■ TASK TO CARRY OUT ■
Return each line exactly as written. Begin with the first line of the entries and end with the line that has "writer.write(Bytes::copy_from_slice(&buf[..n])).await?;".

■ DATA TO PROCESS ■
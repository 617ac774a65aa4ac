//! The content-addressed Blob Service.

use std::sync::Arc;
use std::time::Duration;

use bytes::Bytes;
use tokio::io::{AsyncRead, AsyncReadExt};

use ocistore_core::digest::{Algorithm, Digest};
use ocistore_core::errors::{Error, Result};
use ocistore_core::path::canonical_blob_path;
use ocistore_driver::{BoxReader, Driver, FileInfo, UrlForOptions};

use crate::hashstate::{hex_encode, StreamingSha256};

/// Same backoff shape as the driver factory's self-check: 10ms initial,
/// doubling, capped at 3s, bounded number of polls.
const STAT_AFTER_MOVE_MAX_POLLS: usize = 8;

pub struct BlobService {
    driver: Arc<dyn Driver>,
    deletes_enabled: bool,
}

impl BlobService {
    pub fn new(driver: Arc<dyn Driver>, deletes_enabled: bool) -> Self {
        Self {
            driver,
            deletes_enabled,
        }
    }

    pub fn driver(&self) -> &Arc<dyn Driver> {
        &self.driver
    }

    /// Monolithic upload: `Put(digest, reader)`. Streams `reader` into a
    /// staging path, hashing as it goes, and only moves the bytes under
    /// their claimed digest if the hash matches.
    pub async fn put(&self, digest: &Digest, mut reader: impl AsyncRead + Unpin + Send) -> Result<()> {
        if digest.algorithm() != Algorithm::Sha256 {
            return Err(Error::digest_unsupported(digest.to_string())
                .with_detail("reason", "new uploads must be sha256"));
        }

        let staging_path = format!("/_uploads/put/{}/data", uuid::Uuid::new_v4());
        let mut writer = self.driver.writer(&staging_path, false).await?;
        let mut hasher = StreamingSha256::new();
        let mut buf = vec![0u8; 64 * 1024];

        loop {
            let n = reader.read(&mut buf).await.map_err(Error::transport)?;
            if n == 0 {
                break;
            }
            hasher.update(&buf[..n]);
            writer.write(Bytes::copy_from_slice(&buf[..n])).await?;
        }
        writer.close().await?;

        let computed = Digest::try_from(format!("sha256:{}", hex_encode(&hasher.finalize())).as_str())?;
        if &computed != digest {
            let _ = writer.cancel().await;
            let _ = self.driver.delete(&staging_path).await;
            return Err(Error::digest_invalid(digest.to_string())
                .with_detail("actual", computed.to_string()));
        }

        writer.commit(None).await?;
        self.adopt_staged(&staging_path, digest).await?;
        Ok(())
    }

    /// Move already-verified bytes from a staging path to the canonical
    /// content-addressed path, then wait out the eventual-consistency
    /// window before returning. A successful Commit happens-before any
    /// subsequent Get returning the committed bytes; for backends with
    /// eventual consistency, the Blob Service retries Stat-after-Move
    /// with bounded back-off.
    pub(crate) async fn adopt_staged(&self, staging_path: &str, digest: &Digest) -> Result<String> {
        let final_path = canonical_blob_path(digest);
        self.driver.move_to(staging_path, &final_path).await?;
        self.wait_until_visible(&final_path).await?;
        Ok(final_path)
    }

    async fn wait_until_visible(&self, path: &str) -> Result<()> {
        let mut delay = Duration::from_millis(10);
        let cap = Duration::from_secs(3);
        for _ in 0..STAT_AFTER_MOVE_MAX_POLLS {
            match self.driver.stat(path).await {
                Ok(_) => return Ok(()),
                Err(e) if e.is_retryable() => {
                    tokio::time::sleep(delay).await;
                    delay = (delay * 2).min(cap);
                }
                Err(e) => return Err(e),
            }
        }
        Err(Error::transport(
            "stat-after-move did not observe the object within the eventual-consistency window",
        )
        .with_detail("path", path.to_string()))
    }

    pub async fn get(&self, digest: &Digest) -> Result<BoxReader> {
        self.driver
            .reader(&canonical_blob_path(digest), 0)
            .await
            .map_err(blob_unknown_if_missing)
    }

    pub async fn stat(&self, digest: &Digest) -> Result<FileInfo> {
        self.driver
            .stat(&canonical_blob_path(digest))
            .await
            .map_err(blob_unknown_if_missing)
    }

    /// Signed URL for a GET/HEAD redirect, when the driver supports it
    /// and the caller indicated willingness.
    pub async fn url_for(&self, digest: &Digest, opts: &UrlForOptions) -> Result<String> {
        self.driver
            .url_for(&canonical_blob_path(digest), opts)
            .await
            .map_err(blob_unknown_if_missing)
    }

    /// DELETE is gated behind `deletes_enabled` (off by default).
    pub async fn delete(&self, digest: &Digest) -> Result<()> {
        if !self.deletes_enabled {
            return Err(Error::unsupported_method()
                .with_detail("reason", "blob deletion is disabled for this deployment"));
        }
        self.driver
            .delete(&canonical_blob_path(digest))
            .await
            .map_err(blob_unknown_if_missing)
    }
}

fn blob_unknown_if_missing(e: Error) -> Error {
    match e {
        Error::PathNotFound { detail, .. } => Error::BlobUnknown { detail },
        other => other,
    }
}

#[cfg(test)]
mod tests {
    use std::io::Cursor;

    use ocistore_driver::filesystem::FilesystemDriver;

    use super::*;

    fn sha256_of(data: &[u8]) -> Digest {
        let mut hasher = StreamingSha256::new();
        hasher.update(data);
        Digest::try_from(format!("sha256:{}", hex_encode(&hasher.finalize())).as_str()).unwrap()
    }

    #[tokio::test]
    async fn put_then_get_round_trips() {
        let tmp = tempfile::tempdir().unwrap();
        let driver: Arc<dyn Driver> = Arc::new(FilesystemDriver::new(tmp.path().to_path_buf()));
        let service = BlobService::new(driver, true);

        let digest = sha256_of(b"hello");
        service.put(&digest, Cursor::new(b"hello".to_vec())).await.unwrap();

        let mut reader = service.get(&digest).await.unwrap();
        let mut out = Vec::new();
        tokio::io::AsyncReadExt::read_to_end(&mut reader, &mut out)
            .await
            .unwrap();
        assert_eq!(out, b"hello");
    }

    #[tokio::test]
    async fn put_rejects_digest_mismatch_and_leaves_no_final_path() {
        let tmp = tempfile::tempdir().unwrap();
        let driver: Arc<dyn Driver> = Arc::new(FilesystemDriver::new(tmp.path().to_path_buf()));
        let service = BlobService::new(driver, true);

        let wrong = Digest::try_from(
            "sha256:0000000000000000000000000000000000000000000000000000000000000000",
        )
        .unwrap();
        let err = service
            .put(&wrong, Cursor::new(b"hello".to_vec()))
            .await
            .unwrap_err();
        assert_eq!(err.code(), "DIGEST_INVALID");

        let err = service.stat(&wrong).await.unwrap_err();
        assert_eq!(err.code(), "BLOB_UNKNOWN");
    }

    #[tokio::test]
    async fn delete_disabled_by_default_semantics() {
        let tmp = tempfile::tempdir().unwrap();
        let driver: Arc<dyn Driver> = Arc::new(FilesystemDriver::new(tmp.path().to_path_buf()));
        let service = BlobService::new(driver, false);

        let digest = sha256_of(b"hello");
        let err = service.delete(&digest).await.unwrap_err();
        assert_eq!(err.code(), "UNSUPPORTED");
    }
}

■ SOLUTION FOR THIS PROBLEM ■
repository 617ac774a65aa4ac
//! The content-addressed Blob Service.

use std::sync::Arc;
use std::time::Duration;

use bytes::Bytes;
use tokio::io::{AsyncRead, AsyncReadExt};

use ocistore_core::digest::{Algorithm, Digest};
use ocistore_core::errors::{Error, Result};
use ocistore_core::path::canonical_blob_path;
use ocistore_driver::{BoxReader, Driver, FileInfo, UrlForOptions};

use crate::hashstate::{hex_encode, StreamingSha256};

/// Same backoff shape as the driver factory's self-check: 10ms initial,
/// doubling, capped at 3s, bounded number of polls.
const STAT_AFTER_MOVE_MAX_POLLS: usize = 8;

pub struct BlobService {
    driver: Arc<dyn Driver>,
    deletes_enabled: bool,
}

impl BlobService {
    pub fn new(driver: Arc<dyn Driver>, deletes_enabled: bool) -> Self {
        Self {
            driver,
            deletes_enabled,
        }
    }

    pub fn driver(&self) -> &Arc<dyn Driver> {
        &self.driver
    }

    /// Monolithic upload: `Put(digest, reader)`. Streams `reader` into a
    /// staging path, hashing as it goes, and only moves the bytes under
    /// their claimed digest if the hash matches.
    pub async fn put(&self, digest: &Digest, mut reader: impl AsyncRead + Unpin + Send) -> Result<()> {
        if digest.algorithm() != Algorithm::Sha256 {
            return Err(Error::digest_unsupported(digest.to_string())
                .with_detail("reason", "new uploads must be sha256"));
        }

        let staging_path = format!("/_uploads/put/{}/data", uuid::Uuid::new_v4());
        let mut writer = self.driver.writer(&staging_path, false).await?;
        let mut hasher = StreamingSha256::new();
        let mut buf = vec![0u8; 64 * 1024];

        loop {
            let n = reader.read(&mut buf).await.map_err(Error::transport)?;
            if n == 0 {
                break;
            }
            hasher.update(&buf[..n]);
            writer.write(Bytes::copy_from_slice(&buf[..n])).await?;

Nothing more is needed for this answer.